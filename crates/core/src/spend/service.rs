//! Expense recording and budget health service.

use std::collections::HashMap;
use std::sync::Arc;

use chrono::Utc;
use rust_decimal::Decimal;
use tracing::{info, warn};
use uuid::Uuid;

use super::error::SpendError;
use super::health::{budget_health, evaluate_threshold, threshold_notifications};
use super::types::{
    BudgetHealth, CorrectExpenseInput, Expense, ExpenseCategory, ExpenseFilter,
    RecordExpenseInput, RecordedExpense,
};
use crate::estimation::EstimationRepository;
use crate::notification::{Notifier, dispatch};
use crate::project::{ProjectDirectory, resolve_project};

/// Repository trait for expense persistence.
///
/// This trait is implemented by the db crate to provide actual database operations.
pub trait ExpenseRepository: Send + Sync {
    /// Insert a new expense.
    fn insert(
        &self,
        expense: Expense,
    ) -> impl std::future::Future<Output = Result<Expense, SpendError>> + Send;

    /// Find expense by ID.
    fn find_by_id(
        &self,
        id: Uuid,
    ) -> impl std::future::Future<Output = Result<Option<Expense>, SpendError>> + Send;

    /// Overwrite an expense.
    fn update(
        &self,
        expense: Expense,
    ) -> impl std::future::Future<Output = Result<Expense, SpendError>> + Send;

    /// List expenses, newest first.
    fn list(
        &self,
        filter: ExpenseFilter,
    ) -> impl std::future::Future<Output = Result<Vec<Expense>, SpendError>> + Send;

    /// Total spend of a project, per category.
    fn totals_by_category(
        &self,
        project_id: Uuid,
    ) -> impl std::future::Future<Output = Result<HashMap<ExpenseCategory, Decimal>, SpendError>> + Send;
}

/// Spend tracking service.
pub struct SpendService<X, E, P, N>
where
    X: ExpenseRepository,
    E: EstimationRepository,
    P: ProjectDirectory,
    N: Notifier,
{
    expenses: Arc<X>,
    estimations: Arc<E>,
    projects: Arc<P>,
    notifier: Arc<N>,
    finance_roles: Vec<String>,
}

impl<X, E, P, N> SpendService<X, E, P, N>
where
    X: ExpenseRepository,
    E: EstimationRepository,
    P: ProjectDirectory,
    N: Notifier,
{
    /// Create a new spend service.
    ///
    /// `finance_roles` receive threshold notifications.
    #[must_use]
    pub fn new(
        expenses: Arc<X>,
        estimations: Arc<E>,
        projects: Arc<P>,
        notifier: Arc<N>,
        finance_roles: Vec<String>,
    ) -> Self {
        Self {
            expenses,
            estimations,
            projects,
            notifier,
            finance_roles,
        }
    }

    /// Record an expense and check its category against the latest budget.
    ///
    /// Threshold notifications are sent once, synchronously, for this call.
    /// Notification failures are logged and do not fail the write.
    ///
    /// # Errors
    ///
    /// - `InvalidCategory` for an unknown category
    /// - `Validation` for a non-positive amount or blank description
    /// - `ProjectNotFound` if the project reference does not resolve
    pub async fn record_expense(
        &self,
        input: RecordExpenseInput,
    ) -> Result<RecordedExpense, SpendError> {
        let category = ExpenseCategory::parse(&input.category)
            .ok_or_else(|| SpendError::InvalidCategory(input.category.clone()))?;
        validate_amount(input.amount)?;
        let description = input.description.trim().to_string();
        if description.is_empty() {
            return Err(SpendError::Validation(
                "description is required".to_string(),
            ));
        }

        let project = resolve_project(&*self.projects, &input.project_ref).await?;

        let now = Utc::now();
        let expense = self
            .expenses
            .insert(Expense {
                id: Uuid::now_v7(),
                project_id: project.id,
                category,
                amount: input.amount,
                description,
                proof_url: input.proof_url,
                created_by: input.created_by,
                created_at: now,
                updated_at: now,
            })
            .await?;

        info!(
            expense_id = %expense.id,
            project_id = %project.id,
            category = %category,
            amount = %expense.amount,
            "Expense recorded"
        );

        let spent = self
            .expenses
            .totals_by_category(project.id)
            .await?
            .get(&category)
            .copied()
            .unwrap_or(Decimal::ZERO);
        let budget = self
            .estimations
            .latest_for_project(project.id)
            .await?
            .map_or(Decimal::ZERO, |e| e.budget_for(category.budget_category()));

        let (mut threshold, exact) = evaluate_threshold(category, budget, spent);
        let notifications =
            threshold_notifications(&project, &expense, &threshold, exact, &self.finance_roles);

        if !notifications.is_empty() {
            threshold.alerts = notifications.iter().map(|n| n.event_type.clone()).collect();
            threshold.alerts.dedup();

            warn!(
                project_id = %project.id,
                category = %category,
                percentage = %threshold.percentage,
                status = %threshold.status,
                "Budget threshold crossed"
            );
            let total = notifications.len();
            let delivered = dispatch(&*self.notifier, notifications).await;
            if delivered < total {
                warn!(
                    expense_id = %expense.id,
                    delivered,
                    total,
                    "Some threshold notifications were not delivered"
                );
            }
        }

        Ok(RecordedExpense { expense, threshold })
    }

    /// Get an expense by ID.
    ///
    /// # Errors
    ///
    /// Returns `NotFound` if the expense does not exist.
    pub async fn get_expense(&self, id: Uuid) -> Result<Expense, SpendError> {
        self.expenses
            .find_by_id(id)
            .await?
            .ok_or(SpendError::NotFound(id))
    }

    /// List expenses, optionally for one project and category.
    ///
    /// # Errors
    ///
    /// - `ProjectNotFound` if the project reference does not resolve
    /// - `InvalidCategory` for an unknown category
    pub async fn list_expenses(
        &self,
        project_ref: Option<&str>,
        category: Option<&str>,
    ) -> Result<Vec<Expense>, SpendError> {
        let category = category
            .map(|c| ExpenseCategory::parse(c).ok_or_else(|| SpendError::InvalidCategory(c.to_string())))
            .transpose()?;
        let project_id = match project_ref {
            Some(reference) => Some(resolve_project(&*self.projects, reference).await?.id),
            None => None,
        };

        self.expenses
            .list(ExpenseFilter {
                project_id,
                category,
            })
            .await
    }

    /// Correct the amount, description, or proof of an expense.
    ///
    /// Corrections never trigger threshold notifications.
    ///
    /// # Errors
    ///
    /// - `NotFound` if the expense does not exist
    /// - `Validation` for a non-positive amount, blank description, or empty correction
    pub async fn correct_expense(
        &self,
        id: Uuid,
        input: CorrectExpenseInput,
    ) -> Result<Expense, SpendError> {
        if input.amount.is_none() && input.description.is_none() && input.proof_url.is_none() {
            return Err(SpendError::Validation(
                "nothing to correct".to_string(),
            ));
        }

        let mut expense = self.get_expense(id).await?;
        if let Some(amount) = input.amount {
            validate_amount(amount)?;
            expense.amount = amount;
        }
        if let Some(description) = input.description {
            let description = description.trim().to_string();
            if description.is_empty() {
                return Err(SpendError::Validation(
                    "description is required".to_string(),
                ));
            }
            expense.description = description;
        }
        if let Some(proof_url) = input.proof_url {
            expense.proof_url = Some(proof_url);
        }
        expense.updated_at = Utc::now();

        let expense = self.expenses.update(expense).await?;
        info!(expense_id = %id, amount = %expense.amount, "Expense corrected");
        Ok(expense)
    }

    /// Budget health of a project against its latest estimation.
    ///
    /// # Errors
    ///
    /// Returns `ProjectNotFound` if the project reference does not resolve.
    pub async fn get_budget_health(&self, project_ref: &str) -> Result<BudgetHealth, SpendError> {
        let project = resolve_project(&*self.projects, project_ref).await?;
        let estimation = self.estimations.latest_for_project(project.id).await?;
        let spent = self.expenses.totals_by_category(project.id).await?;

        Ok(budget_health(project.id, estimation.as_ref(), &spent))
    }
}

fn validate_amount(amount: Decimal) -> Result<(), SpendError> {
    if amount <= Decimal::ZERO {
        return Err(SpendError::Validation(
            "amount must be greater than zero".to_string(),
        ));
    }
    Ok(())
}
---
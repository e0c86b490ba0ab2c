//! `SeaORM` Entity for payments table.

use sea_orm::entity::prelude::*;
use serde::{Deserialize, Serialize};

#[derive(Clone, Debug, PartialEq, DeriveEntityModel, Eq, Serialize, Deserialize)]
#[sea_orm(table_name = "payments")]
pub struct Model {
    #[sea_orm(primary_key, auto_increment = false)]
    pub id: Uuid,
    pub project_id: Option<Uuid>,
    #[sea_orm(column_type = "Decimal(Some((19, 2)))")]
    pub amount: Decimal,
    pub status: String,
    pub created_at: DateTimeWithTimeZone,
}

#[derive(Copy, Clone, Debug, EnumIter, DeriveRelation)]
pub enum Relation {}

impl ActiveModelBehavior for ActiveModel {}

**Try it**
In the listing above, find each line with the word "against" and copy it.

**Solution for this problem**
    /// Record an expense and check its category against the latest budget.
    /// Budget health of a project against its latest estimation.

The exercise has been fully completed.